* Stored items *
━━━━━━━━━━━━━━━━

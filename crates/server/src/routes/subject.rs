use crate::{
    AppState,
    dtos::subject::{SubjectRequest, SubjectResponse},
    error::{ApiError, ApiResult},
};
use axum::{
    Json,
    extract::{Path, State},
    http::StatusCode,
};
use database::services::subject::SubjectService;

/// List all subjects with their teacher and classes
#[utoipa::path(
    get,
    path = "/subjects",
    responses(
        (status = 200, description = "Subjects in id order", body = Vec<SubjectResponse>)
    ),
    tag = "Subjects"
)]
pub async fn list_subjects(State(state): State<AppState>) -> ApiResult<Json<Vec<SubjectResponse>>> {
    let subjects = SubjectService::list(&state.db).await?;
    Ok(Json(subjects.into_iter().map(SubjectResponse::from).collect()))
}

/// Get a subject by ID
#[utoipa::path(
    get,
    path = "/subjects/{id}",
    params(("id" = i32, Path, description = "Subject ID")),
    responses(
        (status = 200, description = "Subject found", body = SubjectResponse),
        (status = 404, description = "Subject not found")
    ),
    tag = "Subjects"
)]
pub async fn get_subject(
    State(state): State<AppState>,
    Path(id): Path<i32>,
) -> ApiResult<Json<SubjectResponse>> {
    SubjectService::get(&state.db, id)
        .await?
        .map(|subject| Json(subject.into()))
        .ok_or_else(|| ApiError::not_found(format!("subject {id} not found")))
}

/// Create a subject taught to the given classes
#[utoipa::path(
    post,
    path = "/subjects",
    request_body = SubjectRequest,
    responses(
        (status = 201, description = "Subject created", body = SubjectResponse),
        (status = 400, description = "Unknown teacher or class")
    ),
    tag = "Subjects"
)]
pub async fn create_subject(
    State(state): State<AppState>,
    Json(request): Json<SubjectRequest>,
) -> ApiResult<(StatusCode, Json<SubjectResponse>)> {
    let subject = SubjectService::create(
        &state.db,
        request.name,
        request.teacher_id,
        request.class_ids,
    )
    .await?;
    Ok((StatusCode::CREATED, Json(subject.into())))
}

/// Update a subject, replacing its class set
#[utoipa::path(
    put,
    path = "/subjects/{id}",
    params(("id" = i32, Path, description = "Subject ID")),
    request_body = SubjectRequest,
    responses(
        (status = 200, description = "Subject updated", body = SubjectResponse),
        (status = 400, description = "Unknown teacher or class"),
        (status = 404, description = "Subject not found")
    ),
    tag = "Subjects"
)]
pub async fn update_subject(
    State(state): State<AppState>,
    Path(id): Path<i32>,
    Json(request): Json<SubjectRequest>,
) -> ApiResult<Json<SubjectResponse>> {
    let subject = SubjectService::update(
        &state.db,
        id,
        request.name,
        request.teacher_id,
        request.class_ids,
    )
    .await?;
    Ok(Json(subject.into()))
}

/// Delete a subject and its lessons
#[utoipa::path(
    delete,
    path = "/subjects/{id}",
    params(("id" = i32, Path, description = "Subject ID")),
    responses(
        (status = 204, description = "Subject deleted"),
        (status = 404, description = "Subject not found")
    ),
    tag = "Subjects"
)]
pub async fn delete_subject(
    State(state): State<AppState>,
    Path(id): Path<i32>,
) -> ApiResult<StatusCode> {
    if SubjectService::delete(&state.db, id).await? {
        Ok(StatusCode::NO_CONTENT)
    } else {
        Err(ApiError::not_found(format!("subject {id} not found")))
    }
}
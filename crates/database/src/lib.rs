pub mod db;
pub mod entities;
pub mod services;
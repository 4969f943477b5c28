pub mod days;
pub mod labels;
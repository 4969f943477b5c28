//! Page geometry and the arithmetic that fits a timetable grid on one page
//!
//! All lengths are millimetres measured from the top-left corner of the page,
//! font sizes are points.

/// Millimetres per typographic point
pub const PT_TO_MM: f32 = 25.4 / 72.0;

/// Width of a column before any shrinking
pub const NAIVE_COLUMN_WIDTH: f32 = 20.0;

/// Tallest row the grid will use, even on a nearly empty page
pub const MAX_ROW_HEIGHT: f32 = 30.0;

/// Header row plus one row per weekday
pub const GRID_ROWS: usize = 6;

/// Vertical space reserved for margins and the title block
const RESERVED_HEIGHT: f32 = 40.0;

const FONT_SIZE: f32 = 9.0;
const SHRUNK_FONT_SIZE: f32 = 8.0;
const MIN_FONT_SIZE: f32 = 4.0;
const FONT_STEP: f32 = 0.5;

/// Horizontal padding inside each cell border
pub const CELL_PADDING: f32 = 1.0;

/// Builtin fonts carry no metrics, so glyphs are assumed half an em wide
const AVERAGE_GLYPH_WIDTH: f32 = 0.5;

#[derive(Clone, Copy, Debug, PartialEq)]
pub struct PageGeometry {
    pub width: f32,
    pub height: f32,
    pub margin: f32,
}

impl PageGeometry {
    pub const A4_LANDSCAPE: Self = Self {
        width: 297.0,
        height: 210.0,
        margin: 10.0,
    };

    pub fn printable_width(&self) -> f32 {
        self.width - 2.0 * self.margin
    }

    pub fn available_height(&self) -> f32 {
        self.height - RESERVED_HEIGHT
    }
}

/// The title block above the grid
#[derive(Clone, Copy, Debug, PartialEq)]
pub struct TitleBlock {
    pub school_font_size: f32,
    pub school_line_height: f32,
    pub title_font_size: f32,
    pub title_line_height: f32,
    pub gap: f32,
}

impl TitleBlock {
    pub const STANDARD: Self = Self {
        school_font_size: 18.0,
        school_line_height: 10.0,
        title_font_size: 12.0,
        title_line_height: 8.0,
        gap: 4.0,
    };

    pub fn height(&self) -> f32 {
        self.school_line_height + self.title_line_height + self.gap
    }
}

/// Column width, row height and base font size of a grid
#[derive(Clone, Copy, Debug, PartialEq)]
pub struct GridLayout {
    pub column_width: f32,
    pub row_height: f32,
    pub font_size: f32,
}

impl GridLayout {
    /// Fits a grid with `time_columns` start-time columns (plus the day
    /// column) onto `page`
    pub fn fit(page: &PageGeometry, time_columns: usize) -> Self {
        let columns = (time_columns + 1) as f32;
        let printable_width = page.printable_width();

        let (column_width, font_size) = if NAIVE_COLUMN_WIDTH * columns > printable_width {
            (printable_width / columns, SHRUNK_FONT_SIZE)
        } else {
            (NAIVE_COLUMN_WIDTH, FONT_SIZE)
        };

        let row_height = MAX_ROW_HEIGHT.min(page.available_height() / GRID_ROWS as f32);

        Self {
            column_width,
            row_height,
            font_size,
        }
    }
}

/// Estimated rendered width of `text`
pub fn text_width(text: &str, font_size: f32) -> f32 {
    text.chars().count() as f32 * font_size * AVERAGE_GLYPH_WIDTH * PT_TO_MM
}

/// Height of one line of text set at `font_size`
pub fn font_height(font_size: f32) -> f32 {
    font_size * PT_TO_MM
}

/// Greedy word wrap; words wider than `width` are split by character
pub fn wrap(text: &str, width: f32, font_size: f32) -> Vec<String> {
    let mut lines = Vec::new();
    let mut current = String::new();

    for word in text.split_whitespace() {
        let candidate = if current.is_empty() {
            word.to_string()
        } else {
            format!("{current} {word}")
        };

        if text_width(&candidate, font_size) <= width {
            current = candidate;
            continue;
        }

        if !current.is_empty() {
            lines.push(std::mem::take(&mut current));
        }

        for ch in word.chars() {
            current.push(ch);
            if current.chars().count() > 1 && text_width(&current, font_size) > width {
                current.pop();
                lines.push(std::mem::replace(&mut current, ch.to_string()));
            }
        }
    }

    if !current.is_empty() {
        lines.push(current);
    }

    lines
}

/// Cell text after wrapping and shrinking
#[derive(Clone, Debug, PartialEq)]
pub struct CellText {
    pub lines: Vec<String>,
    pub font_size: f32,
    pub line_height: f32,
}

/// Wraps `lines` into a `width` × `height` box, shrinking the font until the
/// stacked lines fit
pub fn fit_cell(lines: &[String], width: f32, height: f32, font_size: f32) -> CellText {
    let inner_width = (width - 2.0 * CELL_PADDING).max(CELL_PADDING);
    let mut font_size = font_size;

    loop {
        let wrapped: Vec<String> = lines
            .iter()
            .flat_map(|line| wrap(line, inner_width, font_size))
            .collect();
        let line_height = (height / 2.0).min(height / wrapped.len().max(1) as f32);

        if font_height(font_size) <= line_height || font_size <= MIN_FONT_SIZE {
            return CellText {
                lines: wrapped,
                font_size,
                line_height,
            };
        }

        font_size = (font_size - FONT_STEP).max(MIN_FONT_SIZE);
    }
}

━━━━━━━━━━━━━━━━

* What is expected *
Reproduce exactly the lines from the one with "let inner_width = (width" through the last line of the entries, keeping both of those lines and nothing else.

* Answer section *
    let inner_width = (width - 2.0 * CELL_PADDING).max(CELL_PADDING);
    let mut font_size = font_size;

    loop {
        let wrapped: Vec<String> = lines
            .iter()
            .flat_map(|line| wrap(line, inner_width, font_size))
            .collect();
        let line_height = (height / 2.0).min(height / wrapped.len().max(1) as f32);

        if font_height(font_size) <= line_height || font_size <= MIN_FONT_SIZE {
            return CellText {
                lines: wrapped,
                font_size,
                line_height,
            };
        }

        font_size = (font_size - FONT_STEP).max(MIN_FONT_SIZE);
    }
}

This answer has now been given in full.